This document explains how to create, configure and run crawls using Heritrix. It is intended for users of the software and presumes that they possess at least a general familiarity with the concept of web crawling.
For a general overview on Heritrix, see An Introduction to Heritrix.
If you want to build Heritrix from source or if you'd like to make contributions and would like to know about contribution conventions, etc., see instead the Developer's Manual.
This chapter will explain how to set up Heritrix.
Because Heritrix is a pure Java program it can (in theory anyway) be run on any platform that has a Java 5.0 VM. However we are only committed to supporting its operation on Linux and so this chapter only covers setup on that platform. Because of this, what follows assumes basic Linux administration skills. Other chapters in the user manual are platform agnostic.
This chapter also only covers installing and running the prepackaged binary distributions of Heritrix. For information about downloading and compiling the source see the Developer's Manual.
The packaged binary can be downloaded from the project's sourceforge home page. Each release comes in four flavors, packaged as .tar.gz or .zip and including source or not.
For installation on Linux get the file heritrix-?.?.?.tar.gz
(where ?.?.? is the most recent version number).
The packaged binary comes largely ready to run. Once downloaded it can be untarred into the desired directory.
% tar xfz heritrix-?.?.?.tar.gz
Once you have downloaded and untarred the correct file you can move on to the next step.
The Heritrix crawler is implemented purely in Java. This means that the only true requirement for running it is that you have a JRE installed (Building will require a JDK).
The Heritrix crawler, since release 1.10.0, makes use of Java 5.0 features so your JRE must be at least of a 5.0 (1.5.0+) pedigree.

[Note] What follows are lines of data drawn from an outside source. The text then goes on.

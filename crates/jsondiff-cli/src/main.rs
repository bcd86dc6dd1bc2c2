//! `jsondiff` CLI -- list every structural difference between two JSON files.
//!
//! ## Usage
//!
//! ```sh
//! # Plain report, one line per difference
//! jsondiff old.json new.json
//!
//! # Machine-readable report
//! jsondiff --format json old.json new.json
//!
//! # Fail a CI step when the documents differ
//! jsondiff --exit-code expected.json actual.json
//!
//! # Show debug logs on stderr
//! jsondiff -v old.json new.json
//! ```
//!
//! Exit status: 0 on success, 1 with `--exit-code` when differences were
//! found, 2 on bad usage or when a file cannot be read or parsed.

use anyhow::{Context, Result};
use clap::{ArgAction, Parser, ValueEnum};
use jsondiff_core::{Difference, Summary};
use std::path::{Path, PathBuf};
use std::process;
use tracing::{debug, info};
use tracing_subscriber::EnvFilter;

const USAGE: &str = "Usage: jsondiff <file1> <file2>";

#[derive(Parser)]
#[command(
    name = "jsondiff",
    version,
    about = "Report every structural difference between two JSON documents"
)]
struct Cli {
    /// The two JSON files to compare (first, second)
    #[arg(value_name = "FILE")]
    files: Vec<PathBuf>,

    /// Report format
    #[arg(long, value_enum, default_value_t = Format::Text)]
    format: Format,

    /// Exit with status 1 when any difference is found
    #[arg(long)]
    exit_code: bool,

    /// Append per-kind counts to the text report
    #[arg(long)]
    summary: bool,

    /// Increase log verbosity on stderr (-v debug, -vv trace)
    #[arg(short, long, action = ArgAction::Count)]
    verbose: u8,
}

#[derive(Clone, Copy, ValueEnum)]
enum Format {
    Text,
    Json,
}

fn main() {
    let cli = Cli::parse();
    init_logging(cli.verbose);

    let [first, second] = cli.files.as_slice() else {
        println!("{}", USAGE);
        process::exit(2);
    };

    match run(&cli, first, second) {
        Ok(found) if found && cli.exit_code => process::exit(1),
        Ok(_) => {}
        Err(err) => {
            println!("An error occurred: {:#}", err);
            process::exit(2);
        }
    }
}

/// Install the stderr log subscriber. `RUST_LOG` wins over `-v`.
fn init_logging(verbose: u8) {
    let default_level = match verbose {
        0 => "warn",
        1 => "debug",
        _ => "trace",
    };
    let filter =
        EnvFilter::try_from_default_env().unwrap_or_else(|_| EnvFilter::new(default_level));
    tracing_subscriber::fmt()
        .with_env_filter(filter)
        .with_writer(std::io::stderr)
        .init();
}

/// Compare the two files and print the report. Returns whether any
/// difference was found.
fn run(cli: &Cli, first: &Path, second: &Path) -> Result<bool> {
    let left = load_document(first)?;
    let right = load_document(second)?;

    let differences = jsondiff_core::compare(&left, &right);
    let summary = jsondiff_core::summarize(&differences);
    info!(
        first = %first.display(),
        second = %second.display(),
        total = summary.total(),
        "compared documents"
    );

    match cli.format {
        Format::Text => print_text(&differences, cli.summary.then_some(&summary)),
        Format::Json => print_json(&differences, &summary)?,
    }

    Ok(!differences.is_empty())
}

fn load_document(path: &Path) -> Result<serde_json::Value> {
    let text = std::fs::read_to_string(path)
        .with_context(|| format!("Failed to read file: {}", path.display()))?;
    debug!(path = %path.display(), bytes = text.len(), "read document");
    jsondiff_core::parse_document(&text)
        .with_context(|| format!("Failed to parse {}", path.display()))
}

fn print_text(differences: &[Difference], summary: Option<&Summary>) {
    println!("Differences between the two JSON files:");
    for difference in differences {
        println!("{}", difference);
    }
    if let Some(summary) = summary {
        println!();
        println!("Type mismatches:   {}", summary.type_mismatches);
        println!("Value mismatches:  {}", summary.value_mismatches);
        println!("Missing in first:  {}", summary.missing_in_left);
        println!("Missing in second: {}", summary.missing_in_right);
        println!("Total:             {}", summary.total());
    }
}

fn print_json(differences: &[Difference], summary: &Summary) -> Result<()> {
    let mut report = serde_json::Map::new();
    report.insert(
        "differences".to_string(),
        serde_json::to_value(differences).context("Failed to serialize differences")?,
    );
    report.insert(
        "summary".to_string(),
        serde_json::to_value(summary).context("Failed to serialize summary")?,
    );
    let pretty = serde_json::to_string_pretty(&report).context("Failed to serialize report")?;
    println!("{}", pretty);
    Ok(())
}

We currently include all of the free/open source third-party libraries necessary to run Heritrix in the distribution package. See dependencies for the complete list (Licenses for all of the listed libraries are listed in the dependencies section of the raw project.xml at the root of the src
download or on Sourceforge).
If you do not have Java installed you can download Java from:
-
Sun -- java.sun.com
-
IBM -- www.ibm.com/java
A default java heap is 256MB RAM, which is usually suitable for crawls that range over hundreds of hosts. Assign more -- see Section 2.2.1.3, “JAVA_OPTS” for how -- of your available RAM to the heap if you are crawling thousands of hosts or experience Java out-of-memory problems.

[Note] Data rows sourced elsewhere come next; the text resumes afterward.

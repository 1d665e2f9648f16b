//! SO(n) with the ambient dimension carried at runtime.
//!
//! The staircase optimizes over rotation matrices whose dimension grows one
//! level at a time, so the group element is a square `DMatrix` paired with
//! explicit-dimension tangent operations rather than a fixed-size type.

use nalgebra::{DMatrix, DVector};
use rand::Rng;
use rand_distr::StandardNormal;

use crate::error::{Result, ShonanError};

/// A rotation in SO(n): an n-by-n orthogonal matrix with determinant +1.
#[derive(Debug, Clone, PartialEq)]
pub struct SOn {
    mat: DMatrix<f64>,
}

/// Ordered basis index pairs (a, b), a < b, of the tangent space so(n).
///
/// Pairs are enumerated column-by-column:
///
/// ```text
/// (0,1), (0,2), (1,2), (0,3), (1,3), (2,3), ...
/// ```
///
/// so the trailing n-1 coordinates are exactly the pairs (a, n-1) touching
/// the newest dimension. Dimension lifting relies on that layout.
pub fn tangent_pairs(n: usize) -> Vec<(usize, usize)> {
    let mut pairs = Vec::with_capacity(SOn::dimension(n));
    for b in 1..n {
        for a in 0..b {
            pairs.push((a, b));
        }
    }
    pairs
}

impl SOn {
    /// Dimension of the tangent space: n(n-1)/2.
    pub fn dimension(n: usize) -> usize {
        n * (n - 1) / 2
    }

    /// Identity rotation in SO(n).
    pub fn identity(n: usize) -> Self {
        Self {
            mat: DMatrix::identity(n, n),
        }
    }

    /// Wraps a matrix that is already a rotation. No checks are performed.
    pub fn from_matrix_unchecked(mat: DMatrix<f64>) -> Self {
        Self { mat }
    }

    /// Ambient dimension n.
    pub fn n(&self) -> usize {
        self.mat.nrows()
    }

    /// The underlying rotation matrix.
    pub fn matrix(&self) -> &DMatrix<f64> {
        &self.mat
    }

    /// Consumes self, returning the rotation matrix.
    pub fn into_matrix(self) -> DMatrix<f64> {
        self.mat
    }

    /// First d columns of the matrix: the Stiefel part used by the chordal
    /// cost at native dimension d.
    pub fn stiefel(&self, d: usize) -> DMatrix<f64> {
        self.mat.columns(0, d).into_owned()
    }

    /// Group composition self * other.
    pub fn compose(&self, other: &SOn) -> SOn {
        SOn {
            mat: &self.mat * &other.mat,
        }
    }

    /// Inverse rotation (the transpose).
    pub fn inverse(&self) -> SOn {
        SOn {
            mat: self.mat.transpose(),
        }
    }

    /// Maps tangent coordinates to the skew-symmetric matrix hat(xi).
    ///
    /// For basis pair (a, b): hat(xi)[b][a] = +xi_k, hat(xi)[a][b] = -xi_k.
    pub fn hat(n: usize, xi: &DVector<f64>) -> DMatrix<f64> {
        debug_assert_eq!(xi.len(), Self::dimension(n));
        let mut h = DMatrix::zeros(n, n);
        for (k, (a, b)) in tangent_pairs(n).into_iter().enumerate() {
            h[(b, a)] = xi[k];
            h[(a, b)] = -xi[k];
        }
        h
    }

    /// Inverse of [`SOn::hat`]: reads tangent coordinates off a
    /// skew-symmetric matrix.
    pub fn vee(h: &DMatrix<f64>) -> DVector<f64> {
        let n = h.nrows();
        let mut xi = DVector::zeros(Self::dimension(n));
        for (k, (a, b)) in tangent_pairs(n).into_iter().enumerate() {
            xi[k] = h[(b, a)];
        }
        xi
    }

    /// QR-based retraction: the Q factor of self * (I + hat(xi)), with the
    /// R diagonal sign-fixed so the retraction is first-order equal to the
    /// exponential map and continuous at xi = 0.
    pub fn retract(&self, xi: &DVector<f64>) -> SOn {
        let n = self.n();
        let m = &self.mat * (DMatrix::identity(n, n) + Self::hat(n, xi));
        Self::orthonormalize(m)
    }

    /// Draws a rotation uniformly (Haar) from SO(n): the sign-fixed Q factor
    /// of a matrix with i.i.d. standard normal entries.
    pub fn random<R: Rng + ?Sized>(n: usize, rng: &mut R) -> SOn {
        let g = DMatrix::from_fn(n, n, |_, _| rng.sample(StandardNormal));
        Self::orthonormalize(g)
    }

    /// Projects an arbitrary square matrix to the nearest rotation in
    /// Frobenius norm: U V^T from the SVD, with the last column of U negated
    /// when the determinant comes out -1.
    pub fn project(m: &DMatrix<f64>) -> Result<SOn> {
        let n = m.nrows();
        let svd = m.clone().svd(true, true);
        let u = svd
            .u
            .ok_or_else(|| ShonanError::Numerical("SVD failed to produce U".into()))?;
        let v_t = svd
            .v_t
            .ok_or_else(|| ShonanError::Numerical("SVD failed to produce V^T".into()))?;
        let mut r = &u * &v_t;
        if r.determinant() < 0.0 {
            let mut u_fixed = u;
            for row in 0..n {
                u_fixed[(row, n - 1)] = -u_fixed[(row, n - 1)];
            }
            r = &u_fixed * &v_t;
        }
        Ok(SOn { mat: r })
    }

    /// Embeds self into SO(p), p >= n, as diag(self, I).
    pub fn embed(&self, p: usize) -> SOn {
        let n = self.n();
        debug_assert!(p >= n);
        let mut mat = DMatrix::identity(p, p);
        mat.view_mut((0, 0), (n, n)).copy_from(&self.mat);
        SOn { mat }
    }

    /// QR factorization with the R diagonal forced nonnegative and the
    /// determinant forced to +1.
    fn orthonormalize(m: DMatrix<f64>) -> SOn {
        let n = m.nrows();
        let qr = m.qr();
        let r = qr.r();
        let mut q = qr.q();
        for k in 0..n {
            if r[(k, k)] < 0.0 {
                for row in 0..n {
                    q[(row, k)] = -q[(row, k)];
                }
            }
        }
        if q.determinant() < 0.0 {
            for row in 0..n {
                q[(row, n - 1)] = -q[(row, n - 1)];
            }
        }
        SOn { mat: q }
    }
}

To run Heritrix, first do the following:
% export HERITRIX_HOME=/PATH/TO/BUILT/HERITRIX...where
$HERITRIX_HOME
is the location of your untarred heritrix.?.?.?.tar.gz
.
Next run:
% cd $HERITRIX_HOME % chmod u+x $HERITRIX_HOME/bin/heritrix % $HERITRIX_HOME/bin/heritrix --helpThis should give you usage output like the following:
Usage: heritrix --help
Usage: heritrix --nowui ORDER.XML
Usage: heritrix [--port=#] [--run] [--bind=IP,IP...] --admin=LOGIN:PASSWORD \
[ORDER.XML]
Usage: heritrix [--port=#] --selftest[=TESTNAME]
Version: @VERSION@
Options:
-b,--bind Comma-separated list of IP addresses or hostnames for web
server to listen on. Set to / to listen on all available
network interfaces. Default is 127.0.0.1.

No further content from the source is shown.